Architecture
This page describes how sf-validate is structured internally and how it delegates to spanforge.
Overview
sf-validate is a thin orchestration layer on top of the spanforge library. All cryptographic chain verification and RFC-0001 schema validation logic lives in spanforge; sf-validate adds:
- A combined single-pass gate (schema + chain in one command)
- Parallel file reading for glob workloads
- Five output formatters (text, JSON, GitHub, JUnit, SARIF)
- A config file system (auto-discovery, pyproject.toml, user config)
- A watch mode (polling + optional watchdog kernel events)
- Shell completions (bash, zsh, fish)
- A fully typed Python API (py.typed, mypy --strict clean)
Module map
src/sf_validate/
├── __init__.py Public API surface (validate_stream, format_report, …)
├── _validator.py Core validation logic, data classes (ValidateOptions, ValidationReport, …)
├── _report.py Output formatters (text, json, github, junit, sarif)
├── _config.py Config file auto-discovery and loading
├── _cli.py CLI entry point, watch mode, shell completions
├── _color.py ANSI colour helpers (respects NO_COLOR)

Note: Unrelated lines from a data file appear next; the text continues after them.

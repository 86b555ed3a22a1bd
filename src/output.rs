//! CLI output formatting for `build` and `check`.
//!
//! # Information-First Display
//!
//! Each page leads with its positional index, its source path and where it
//! lands in the output. The templates it runs through follow as indented
//! context lines, in execution order, so the cascade reads top to bottom the
//! way content flows through it.
//!
//! # Output Format
//!
//! ## Build
//!
//! ```text
//! Templates
//!     //_partial.template
//!     //blog/_current.template
//!
//! Pages
//! 001 about.md → about/index.html
//!     //_partial.template
//! 002 blog/post.md → blog/post/index.html
//!     //blog/_current.template
//!     //_partial.template
//! 003 feed.md → feed/index.html (override)
//!     //layouts/feed.template
//!
//! Built 3 pages, copied 4 static files → /srv/site
//! ```
//!
//! ## Check
//!
//! Same `Templates` and `Pages` sections, followed by a summary line.
//!
//! # Architecture
//!
//! Each command has a `format_*` function (returns `Vec<String>`) for
//! testability and a `print_*` wrapper that writes to stdout. Format functions
//! are pure: no I/O, no side effects.

use crate::build::{BuildReport, CheckReport};
use crate::paths;
use crate::render::PageReport;

// ============================================================================
// Shared helpers
// ============================================================================

/// Format a 1-based positional index as 3-digit zero-padded.
fn format_index(pos: usize) -> String {
    format!("{:0>3}", pos)
}

/// Return indentation string: 4 spaces per depth level.
fn indent(depth: usize) -> String {
    "    ".repeat(depth)
}

/// `1 page`, `2 pages`.
fn count(n: usize, noun: &str) -> String {
    if n == 1 {
        format!("{n} {noun}")
    } else {
        format!("{n} {noun}s")
    }
}

fn template_section(templates: &[String]) -> Vec<String> {
    let mut lines = vec!["Templates".to_string()];
    if templates.is_empty() {
        lines.push(format!("{}(none)", indent(1)));
    }
    lines.extend(templates.iter().map(|key| format!("{}{key}", indent(1))));
    lines
}

/// Page header plus its templates.
///
/// ```text
/// 002 blog/post.md → blog/post/index.html
///     //blog/_current.template
/// ```
fn page_lines(index: usize, page: &PageReport) -> Vec<String> {
    let marker = if page.plan.overridden { " (override)" } else { "" };
    let mut lines = vec![format!(
        "{} {} → {}{marker}",
        format_index(index),
        paths::to_slash(&page.source),
        page.target
    )];
    lines.extend(page.plan.keys.iter().map(|key| format!("{}{key}", indent(1))));
    lines
}

fn page_section(pages: &[PageReport]) -> Vec<String> {
    let mut lines = vec!["Pages".to_string()];
    for (i, page) in pages.iter().enumerate() {
        lines.extend(page_lines(i + 1, page));
    }
    lines
}

// ============================================================================
// Build output
// ============================================================================

pub fn format_build_output(report: &BuildReport) -> Vec<String> {
    let mut lines = template_section(&report.templates);
    lines.push(String::new());
    lines.extend(page_section(&report.pages));
    lines.push(String::new());
    lines.push(format!(
        "Built {}, copied {} → {}",
        count(report.pages.len(), "page"),
        count(report.static_files.files, "static file"),
        report.target_root.display()
    ));
    lines
}

/// Print build output to stdout.
pub fn print_build_output(report: &BuildReport) {
    for line in format_build_output(report) {
        println!("{}", line);
    }
}

// ============================================================================
// Check output
// ============================================================================

pub fn format_check_output(report: &CheckReport) -> Vec<String> {
    let mut lines = template_section(&report.templates);
    lines.push(String::new());
    lines.extend(page_section(&report.pages));
    lines.push(String::new());
    lines.push(format!(
        "{} and {} in {}",
        count(report.pages.len(), "page"),
        count(report.templates.len(), "template"),
        report.source_root.display()
    ));
    lines
}

/// Print check output to stdout.
pub fn print_check_output(report: &CheckReport) {
    for line in format_check_output(report) {
        println!("{}", line);
    }
}

// ============================================================================
// Tests
// ============================================================================

#[cfg(test)]
mod tests {
    use super::*;
    use crate::copy::CopyStats;
    use crate::render::TemplatePlan;
    use std::path::PathBuf;

    fn page(source: &str, target: &str, keys: &[&str], overridden: bool) -> PageReport {
        PageReport {
            source: PathBuf::from(source),
            target: target.to_string(),
            plan: TemplatePlan {
                keys: keys.iter().map(|k| k.to_string()).collect(),
                overridden,
            },
        }
    }

    #[test]
    fn format_index_pads_to_three_digits() {
        assert_eq!(format_index(1), "001");
        assert_eq!(format_index(42), "042");
        assert_eq!(format_index(1000), "1000");
    }

    #[test]
    fn count_pluralizes() {
        assert_eq!(count(0, "page"), "0 pages");
        assert_eq!(count(1, "page"), "1 page");
        assert_eq!(count(2, "static file"), "2 static files");
    }

    #[test]
    fn page_lines_list_templates_in_order() {
        let lines = page_lines(
            2,
            &page(
                "blog/post.md",
                "blog/post/index.html",
                &["//blog/_current.template", "//_partial.template"],
                false,
            ),
        );
        assert_eq!(
            lines,
            vec![
                "002 blog/post.md → blog/post/index.html",
                "    //blog/_current.template",
                "    //_partial.template",
            ]
        );
    }

    #[test]
    fn page_lines_mark_override() {
        let lines = page_lines(
            1,
            &page("feed.md", "feed/index.html", &["//layouts/feed.template"], true),
        );
        assert_eq!(lines[0], "001 feed.md → feed/index.html (override)");
    }

    #[test]
    fn build_output_layout() {
        let report = BuildReport {
            source_root: PathBuf::from("/src"),
            target_root: PathBuf::from("/srv/site"),
            templates: vec!["//_partial.template".into()],
            pages: vec![page("about.md", "about/index.html", &["//_partial.template"], false)],
            static_files: CopyStats { files: 4, bytes: 100 },
        };
        assert_eq!(
            format_build_output(&report),
            vec![
                "Templates",
                "    //_partial.template",
                "",
                "Pages",
                "001 about.md → about/index.html",
                "    //_partial.template",
                "",
                "Built 1 page, copied 4 static files → /srv/site",
            ]
        );
    }

    #[test]
    fn check_output_without_templates() {
        let report = CheckReport {
            source_root: PathBuf::from("/src"),
            templates: vec![],
            pages: vec![
                page("a.md", "a/index.html", &[], false),
                page("b.html", "b/index.html", &[], false),
            ],
        };
        let lines = format_check_output(&report);
        assert_eq!(lines[0], "Templates");
        assert_eq!(lines[1], "    (none)");
        assert_eq!(lines.last().unwrap(), "2 pages and 0 templates in /src");
    }
}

├── _version.py Package version constant
└── py.typed PEP 561 marker (mypy / pyright stub support)
_validator.py
The heart of sf-validate. Responsibilities:
- Pattern expansion (
_collect_files) — glob → sorted file list. - Parallel file reading (
ThreadPoolExecutor) — reads events into(lineno, Event)tuples. Each file gets its own thread up toworkers. - Schema validation (
spanforge.validate_event) — validates each event against the RFC-0001 JSON schema. - Chain verification (
spanforge.verify_chain) — HMAC-SHA256 over the sequential event list, detecting tampering and gaps. passedsynthesis — aggregates parse errors, schema errors, and chain result into a singlebool.
_report.py
Five formatter functions, one per output format. Each takes a ValidationReport
and returns a str. The format_report() public function dispatches to the
correct formatter.
_config.py
Walks from cwd upward looking for .sf-validate.toml then pyproject.toml,
falling back to ~/.config/sf-validate/config.toml. Uses the stdlib tomllib
(Python 3.11+).
_cli.py
- Builds an
argparse.ArgumentParserwith all flags. - Resolves signing key from
--key,--key-file, orSPANFORGE_SIGNING_KEY. - Merges config file defaults with CLI flags (CLI wins).
- Dispatches to
validate_stream(), thenformat_report(). - Implements watch mode (
_watch_loop) with polling and optional watchdog. - Pre-argv scan for
--generate-completion(must run before argparse sees the required--inputflag).
Two-pass design
Despite being called a "single-pass gate", validation actually has two internal phases:
Phase 1 — Parallel file reading
┌──────────────────────────────────────────────────┐
│ Thread 1: read file A → list[(lineno, Event)] │
│ Thread 2: read file B → list[(lineno, Event)] │
│ Thread N: read file N → list[(lineno, Event)] │
└──────────────────────────────────────────────────┘
│ (results merged in sorted file order)
▼
Phase 2 — Sequential schema + chain validation
┌──────────────────────────────────────────────────┐
│ for each event (in order): │
│ – spanforge.validate_event(event) → SchemaError│
│ – accumulate events for chain │
│ spanforge.verify_chain(events, key) → ChainResult│
└──────────────────────────────────────────────────┘
File reading is parallelised because I/O is the bottleneck for many small files. Schema validation and chain verification must remain sequential because:
- Schema errors reference ordered line numbers.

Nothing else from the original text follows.